━━━━━ EXERCISE MATERIAL ━━━━━
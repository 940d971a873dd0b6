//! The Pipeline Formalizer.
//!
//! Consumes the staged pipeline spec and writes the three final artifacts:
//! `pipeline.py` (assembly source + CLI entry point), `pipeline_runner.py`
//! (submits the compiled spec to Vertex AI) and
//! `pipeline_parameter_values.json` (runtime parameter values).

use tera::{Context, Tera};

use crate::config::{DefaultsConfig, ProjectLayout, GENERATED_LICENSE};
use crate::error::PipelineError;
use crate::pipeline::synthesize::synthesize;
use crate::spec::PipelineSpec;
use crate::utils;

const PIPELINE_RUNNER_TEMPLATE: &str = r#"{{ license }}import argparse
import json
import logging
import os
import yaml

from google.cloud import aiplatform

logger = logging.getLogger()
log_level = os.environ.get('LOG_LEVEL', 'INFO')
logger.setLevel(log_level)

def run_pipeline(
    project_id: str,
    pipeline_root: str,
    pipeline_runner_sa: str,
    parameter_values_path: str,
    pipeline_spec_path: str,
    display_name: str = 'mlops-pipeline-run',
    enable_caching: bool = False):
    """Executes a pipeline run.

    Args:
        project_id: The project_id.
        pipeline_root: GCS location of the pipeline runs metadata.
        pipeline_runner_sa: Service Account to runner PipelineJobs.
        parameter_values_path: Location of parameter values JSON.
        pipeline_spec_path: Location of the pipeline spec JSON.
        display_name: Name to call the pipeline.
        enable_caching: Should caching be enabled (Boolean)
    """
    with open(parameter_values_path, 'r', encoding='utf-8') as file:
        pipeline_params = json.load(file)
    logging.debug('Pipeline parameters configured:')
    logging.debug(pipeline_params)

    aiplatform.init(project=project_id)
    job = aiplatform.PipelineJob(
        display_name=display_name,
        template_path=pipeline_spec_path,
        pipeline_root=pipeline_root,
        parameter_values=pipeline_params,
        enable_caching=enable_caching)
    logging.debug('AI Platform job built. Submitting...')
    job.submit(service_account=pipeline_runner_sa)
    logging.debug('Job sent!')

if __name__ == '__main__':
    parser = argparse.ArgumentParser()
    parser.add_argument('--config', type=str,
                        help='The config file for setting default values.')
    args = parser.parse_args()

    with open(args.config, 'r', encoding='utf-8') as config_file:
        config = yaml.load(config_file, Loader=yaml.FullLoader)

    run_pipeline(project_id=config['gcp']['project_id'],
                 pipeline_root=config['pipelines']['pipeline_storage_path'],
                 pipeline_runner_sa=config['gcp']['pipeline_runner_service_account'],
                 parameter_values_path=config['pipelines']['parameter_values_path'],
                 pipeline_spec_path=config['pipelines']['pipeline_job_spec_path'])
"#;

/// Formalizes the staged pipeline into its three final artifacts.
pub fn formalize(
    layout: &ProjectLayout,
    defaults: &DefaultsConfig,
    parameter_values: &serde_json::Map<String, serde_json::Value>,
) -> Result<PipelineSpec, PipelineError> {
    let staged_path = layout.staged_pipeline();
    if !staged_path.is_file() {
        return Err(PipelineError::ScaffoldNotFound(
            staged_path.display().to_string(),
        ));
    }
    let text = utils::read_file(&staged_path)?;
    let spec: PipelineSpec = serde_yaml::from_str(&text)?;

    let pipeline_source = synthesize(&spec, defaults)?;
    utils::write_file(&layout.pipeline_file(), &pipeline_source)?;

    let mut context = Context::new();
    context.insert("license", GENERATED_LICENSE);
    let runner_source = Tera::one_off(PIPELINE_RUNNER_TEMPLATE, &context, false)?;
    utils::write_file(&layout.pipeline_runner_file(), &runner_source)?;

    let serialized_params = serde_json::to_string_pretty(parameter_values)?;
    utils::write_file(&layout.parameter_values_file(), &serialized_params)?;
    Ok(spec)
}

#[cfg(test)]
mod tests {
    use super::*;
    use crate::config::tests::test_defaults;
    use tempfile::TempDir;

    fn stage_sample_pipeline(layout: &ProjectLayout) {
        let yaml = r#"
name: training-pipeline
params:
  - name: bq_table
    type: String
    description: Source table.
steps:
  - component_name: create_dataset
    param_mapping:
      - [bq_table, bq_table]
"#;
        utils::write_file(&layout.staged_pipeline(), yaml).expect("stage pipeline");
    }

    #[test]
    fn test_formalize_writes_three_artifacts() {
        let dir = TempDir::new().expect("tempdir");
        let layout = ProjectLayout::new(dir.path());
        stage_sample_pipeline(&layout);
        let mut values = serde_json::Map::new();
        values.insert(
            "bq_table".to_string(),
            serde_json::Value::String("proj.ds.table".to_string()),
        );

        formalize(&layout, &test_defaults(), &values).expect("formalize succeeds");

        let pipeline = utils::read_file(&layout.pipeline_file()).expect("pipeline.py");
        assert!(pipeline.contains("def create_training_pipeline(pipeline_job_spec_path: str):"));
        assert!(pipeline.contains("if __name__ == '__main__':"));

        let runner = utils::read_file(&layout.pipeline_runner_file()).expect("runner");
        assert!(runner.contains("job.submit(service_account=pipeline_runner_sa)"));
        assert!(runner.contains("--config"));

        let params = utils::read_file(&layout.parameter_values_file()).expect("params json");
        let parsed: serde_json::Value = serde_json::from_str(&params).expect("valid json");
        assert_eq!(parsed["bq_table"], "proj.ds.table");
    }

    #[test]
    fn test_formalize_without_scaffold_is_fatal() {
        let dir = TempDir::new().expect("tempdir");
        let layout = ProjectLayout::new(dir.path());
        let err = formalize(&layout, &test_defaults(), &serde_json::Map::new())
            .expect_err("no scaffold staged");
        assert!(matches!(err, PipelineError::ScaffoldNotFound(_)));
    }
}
━━━━━
━━━━━ EXERCISE MATERIAL ━━━━━
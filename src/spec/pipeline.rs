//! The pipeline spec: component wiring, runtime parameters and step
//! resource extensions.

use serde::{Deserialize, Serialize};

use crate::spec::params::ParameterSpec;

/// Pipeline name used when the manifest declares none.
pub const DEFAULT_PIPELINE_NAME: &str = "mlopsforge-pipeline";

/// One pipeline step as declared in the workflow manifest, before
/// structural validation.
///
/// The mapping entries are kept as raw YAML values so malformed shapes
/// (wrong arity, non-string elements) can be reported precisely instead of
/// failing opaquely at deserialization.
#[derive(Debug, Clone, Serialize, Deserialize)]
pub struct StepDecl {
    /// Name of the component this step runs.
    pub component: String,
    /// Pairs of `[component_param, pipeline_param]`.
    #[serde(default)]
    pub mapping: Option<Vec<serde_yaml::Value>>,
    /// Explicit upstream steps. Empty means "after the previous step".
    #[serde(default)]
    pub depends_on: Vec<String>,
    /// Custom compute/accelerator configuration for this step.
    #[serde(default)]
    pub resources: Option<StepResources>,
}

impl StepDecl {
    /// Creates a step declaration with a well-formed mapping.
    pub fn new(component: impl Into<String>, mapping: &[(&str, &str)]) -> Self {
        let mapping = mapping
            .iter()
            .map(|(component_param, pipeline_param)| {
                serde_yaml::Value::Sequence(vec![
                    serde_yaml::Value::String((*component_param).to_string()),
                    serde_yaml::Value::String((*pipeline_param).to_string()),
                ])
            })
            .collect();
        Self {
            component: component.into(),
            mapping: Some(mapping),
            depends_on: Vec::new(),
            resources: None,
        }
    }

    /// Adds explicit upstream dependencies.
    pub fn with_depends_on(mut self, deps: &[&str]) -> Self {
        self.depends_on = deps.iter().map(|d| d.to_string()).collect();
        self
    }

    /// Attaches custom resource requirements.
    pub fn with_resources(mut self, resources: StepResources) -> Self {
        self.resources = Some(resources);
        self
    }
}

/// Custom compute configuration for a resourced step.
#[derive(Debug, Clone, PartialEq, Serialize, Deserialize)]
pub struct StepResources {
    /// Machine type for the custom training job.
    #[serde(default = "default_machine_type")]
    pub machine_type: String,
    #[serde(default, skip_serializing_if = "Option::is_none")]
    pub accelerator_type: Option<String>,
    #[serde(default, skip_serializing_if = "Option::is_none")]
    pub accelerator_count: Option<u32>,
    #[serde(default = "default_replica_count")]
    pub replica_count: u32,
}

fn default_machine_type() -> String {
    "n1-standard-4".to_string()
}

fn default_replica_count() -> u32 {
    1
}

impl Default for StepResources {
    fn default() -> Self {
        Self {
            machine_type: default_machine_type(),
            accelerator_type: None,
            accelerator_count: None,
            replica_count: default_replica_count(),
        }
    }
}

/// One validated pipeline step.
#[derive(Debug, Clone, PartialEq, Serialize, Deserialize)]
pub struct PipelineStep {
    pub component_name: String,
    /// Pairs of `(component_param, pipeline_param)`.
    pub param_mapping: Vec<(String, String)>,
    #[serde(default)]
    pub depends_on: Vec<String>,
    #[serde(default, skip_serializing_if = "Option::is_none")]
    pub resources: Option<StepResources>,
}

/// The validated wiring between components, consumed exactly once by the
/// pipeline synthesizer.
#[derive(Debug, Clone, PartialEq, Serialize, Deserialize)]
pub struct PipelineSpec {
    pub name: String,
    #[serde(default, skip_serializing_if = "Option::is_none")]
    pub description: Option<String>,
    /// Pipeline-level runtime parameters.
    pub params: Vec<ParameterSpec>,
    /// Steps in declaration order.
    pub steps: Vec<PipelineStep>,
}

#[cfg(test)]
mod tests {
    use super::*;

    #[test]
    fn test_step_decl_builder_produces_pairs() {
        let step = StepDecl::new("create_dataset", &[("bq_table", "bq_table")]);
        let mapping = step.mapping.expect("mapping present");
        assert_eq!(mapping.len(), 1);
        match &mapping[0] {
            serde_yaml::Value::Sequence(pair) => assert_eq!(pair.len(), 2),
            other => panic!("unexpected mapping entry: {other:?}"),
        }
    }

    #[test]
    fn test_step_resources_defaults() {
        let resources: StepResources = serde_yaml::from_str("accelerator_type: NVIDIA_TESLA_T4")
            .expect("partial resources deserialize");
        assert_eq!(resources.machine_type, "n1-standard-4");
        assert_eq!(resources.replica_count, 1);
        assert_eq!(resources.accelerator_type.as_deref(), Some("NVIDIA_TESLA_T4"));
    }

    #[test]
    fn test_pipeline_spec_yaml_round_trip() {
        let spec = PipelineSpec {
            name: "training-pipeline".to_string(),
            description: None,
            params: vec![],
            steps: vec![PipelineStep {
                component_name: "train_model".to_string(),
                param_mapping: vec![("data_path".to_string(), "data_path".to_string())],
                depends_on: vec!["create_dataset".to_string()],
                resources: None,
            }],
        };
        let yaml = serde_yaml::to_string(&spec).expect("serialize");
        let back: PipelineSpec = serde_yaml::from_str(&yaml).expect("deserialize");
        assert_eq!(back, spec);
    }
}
━━━━━
◆ TASK
Could you repeat exactly the lines above from the line with "fn default_replica_count() ->" up to and including the line with "pub struct PipelineStep", and only those?

◆ OUTPUT FOR THIS EXERCISE
fn default_replica_count() -> u32 {
    1
}

impl Default for StepResources {
    fn default() -> Self {
        Self {
            machine_type: default_machine_type(),
            accelerator_type: None,
            accelerator_count: None,
            replica_count: default_replica_count(),
        }
    }
}

/// One validated pipeline step.
#[derive(Debug, Clone, PartialEq, Serialize, Deserialize)]
pub struct PipelineStep {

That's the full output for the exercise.